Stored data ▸
______
//! Executes `HttpRequest` values against the network.
//!
//! The client core never performs I/O itself; it hands a fully built request
//! to a `Transport` and interprets the returned `HttpResponse`. Non-2xx
//! statuses are data, not errors: a transport only fails when no response
//! was obtained at all.

use std::io::Read;
use std::time::Duration;

use thiserror::Error;
use tracing::debug;
use ureq::unversioned::multipart::{Form, Part};

use crate::http::{escape_disposition, HttpMethod, HttpRequest, HttpResponse, MultipartForm, PartValue, RequestBody};

/// No response was obtained (DNS, refused connection, timeout, TLS...).
#[derive(Debug, Error)]
#[error("transport failure: {0}")]
pub struct TransportError(pub String);

pub trait Transport: Send + Sync {
    fn execute(&self, request: &HttpRequest) -> Result<HttpResponse, TransportError>;
}

/// Body bytes plus the content type that goes with them.
struct EncodedBody {
    content_type: Option<String>,
    bytes: Vec<u8>,
}

/// Encode a request body for the wire. Multipart boundaries are chosen by
/// ureq's form encoder and nowhere else.
fn encode_body(body: &RequestBody) -> Result<EncodedBody, TransportError> {
    match body {
        RequestBody::Json(json) => Ok(EncodedBody {
            content_type: None,
            bytes: json.as_bytes().to_vec(),
        }),
        RequestBody::Multipart(form) => encode_multipart(form),
    }
}

fn encode_multipart(form: &MultipartForm) -> Result<EncodedBody, TransportError> {
    // ureq writes names and file names verbatim, so they are escaped first.
    let names: Vec<String> = form.parts().iter().map(|part| escape_disposition(&part.name)).collect();

    let mut wire = Form::new();
    for (part, name) in form.parts().iter().zip(&names) {
        wire = match &part.value {
            PartValue::Text(value) => wire.text(name, value),
            PartValue::File(file) => {
                let upload = Part::bytes(&file.bytes)
                    .file_name(&escape_disposition(&file.file_name))
                    .mime_str(&file.content_type)
                    .map_err(|e| TransportError(format!("invalid content type for part {name}: {e}")))?;
                wire.part(name, upload)
            }
        };
    }

    let content_type = format!("multipart/form-data; boundary={}", wire.boundary());
    let mut bytes = Vec::new();
    wire.read_to_end(&mut bytes)
        .map_err(|e| TransportError(format!("failed to encode multipart body: {e}")))?;
    Ok(EncodedBody {
        content_type: Some(content_type),
        bytes,
    })
}

/// Blocking transport built on `ureq`.
pub struct UreqTransport {
    agent: ureq::Agent,
}

impl UreqTransport {
    pub fn new(timeout: Duration) -> Self {
        // Status codes are interpreted by the client, not by ureq.
        let agent = ureq::Agent::config_builder()
            .http_status_as_error(false)
            .timeout_global(Some(timeout))
            .build()
            .new_agent();
        Self { agent }
    }
}

fn with_headers<B>(mut builder: ureq::RequestBuilder<B>, headers: &[(String, String)]) -> ureq::RequestBuilder<B> {
    for (name, value) in headers {
        builder = builder.header(name.as_str(), value.as_str());
    }
    builder
}

impl Transport for UreqTransport {
    fn execute(&self, request: &HttpRequest) -> Result<HttpResponse, TransportError> {
        let url = request.path.as_str();
        let mut headers = request.headers.clone();
        let encoded = request.body.as_ref().map(encode_body).transpose()?;
        if let Some(content_type) = encoded.as_ref().and_then(|body| body.content_type.clone()) {
            headers.push(("Content-Type".to_string(), content_type));
        }

        let result = match (request.method, encoded) {
            (HttpMethod::Get, _) => with_headers(self.agent.get(url), &headers).call(),
            (HttpMethod::Delete, _) => with_headers(self.agent.delete(url), &headers).call(),
            (HttpMethod::Post, Some(body)) => with_headers(self.agent.post(url), &headers).send(body.bytes.as_slice()),
            (HttpMethod::Post, None) => with_headers(self.agent.post(url), &headers).send_empty(),
            (HttpMethod::Put, Some(body)) => with_headers(self.agent.put(url), &headers).send(body.bytes.as_slice()),
            (HttpMethod::Put, None) => with_headers(self.agent.put(url), &headers).send_empty(),
            (HttpMethod::Patch, Some(body)) => with_headers(self.agent.patch(url), &headers).send(body.bytes.as_slice()),
            (HttpMethod::Patch, None) => with_headers(self.agent.patch(url), &headers).send_empty(),
        };

        let mut response = result.map_err(|e| TransportError(e.to_string()))?;
        let status = response.status();
        let response_headers = response
            .headers()
            .iter()
            .map(|(name, value)| (name.as_str().to_string(), value.to_str().unwrap_or("").to_string()))
            .collect();
        let body = response
            .body_mut()
            .read_to_string()
            .map_err(|e| TransportError(e.to_string()))?;

        debug!(status = status.as_u16(), bytes = body.len(), "Transport received response");
        Ok(HttpResponse {
            status: status.as_u16(),
            status_text: status.canonical_reason().unwrap_or("").to_string(),
            headers: response_headers,
            body,
        })
    }
}

#[cfg(test)]
mod tests {
    use super::*;
    use crate::http::{FileUpload, MultipartForm};

    #[test]
    fn json_body_leaves_content_type_to_request_headers() {
        let encoded = encode_body(&RequestBody::Json("{}".to_string())).unwrap();
        assert!(encoded.content_type.is_none());
        assert_eq!(encoded.bytes, b"{}");
    }

    #[test]
    fn multipart_body_carries_its_own_boundary() {
        let mut form = MultipartForm::new();
        form.text("name", "Sweets")
            .file("image", FileUpload::new("s.jpg", "image/jpeg", b"JPEG".to_vec()));
        let encoded = encode_body(&RequestBody::Multipart(form)).unwrap();

        let content_type = encoded.content_type.unwrap();
        let boundary = content_type.strip_prefix("multipart/form-data; boundary=").unwrap();
        let text = String::from_utf8_lossy(&encoded.bytes);
        assert!(text.starts_with(&format!("--{boundary}\r\n")));
        assert!(text.contains("Content-Disposition: form-data; name=\"name\"\r\n\r\nSweets"));
        assert!(text.contains("name=\"image\"; filename=\"s.jpg\"\r\nContent-Type: image/jpeg\r\n\r\nJPEG"));
        assert!(text.ends_with(&format!("--{boundary}--\r\n")));
    }

    #[test]
    fn multipart_names_cannot_inject_part_headers() {
        let mut form = MultipartForm::new();
        form.text("title\r\nX-Field: 1", "t")
            .file("image", FileUpload::new("a.png\r\nX-Injected: 1", "image/png", vec![1]));
        let encoded = encode_body(&RequestBody::Multipart(form)).unwrap();

        let text = String::from_utf8_lossy(&encoded.bytes);
        assert!(!text.contains("\r\nX-Injected: 1"));
        assert!(!text.contains("\r\nX-Field: 1"));
        assert!(text.contains("filename=\"a.png%0D%0AX-Injected: 1\""));
        assert!(text.contains("name=\"title%0D%0AX-Field: 1\""));
    }

    #[test]
    fn malformed_file_content_type_is_a_transport_error() {
        let mut form = MultipartForm::new();
        form.file("image", FileUpload::new("a.png", "not a mime\r\nX: 1", vec![1]));
        assert!(encode_body(&RequestBody::Multipart(form)).is_err());
    }
}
______
TO DO ▸ Exactly as they stand, set down the lines from the top of the data through the line with "goes with them.".

YOUR RESPONSE ▸
//! Executes `HttpRequest` values against the network.
//!
//! The client core never performs I/O itself; it hands a fully built request
//! to a `Transport` and interprets the returned `HttpResponse`. Non-2xx
//! statuses are data, not errors: a transport only fails when no response
//! was obtained at all.

use std::io::Read;
use std::time::Duration;

use thiserror::Error;
use tracing::debug;
use ureq::unversioned::multipart::{Form, Part};

use crate::http::{escape_disposition, HttpMethod, HttpRequest, HttpResponse, MultipartForm, PartValue, RequestBody};

/// No response was obtained (DNS, refused connection, timeout, TLS...).
#[derive(Debug, Error)]
#[error("transport failure: {0}")]
pub struct TransportError(pub String);

pub trait Transport: Send + Sync {
    fn execute(&self, request: &HttpRequest) -> Result<HttpResponse, TransportError>;
}

/// Body bytes plus the content type that goes with them.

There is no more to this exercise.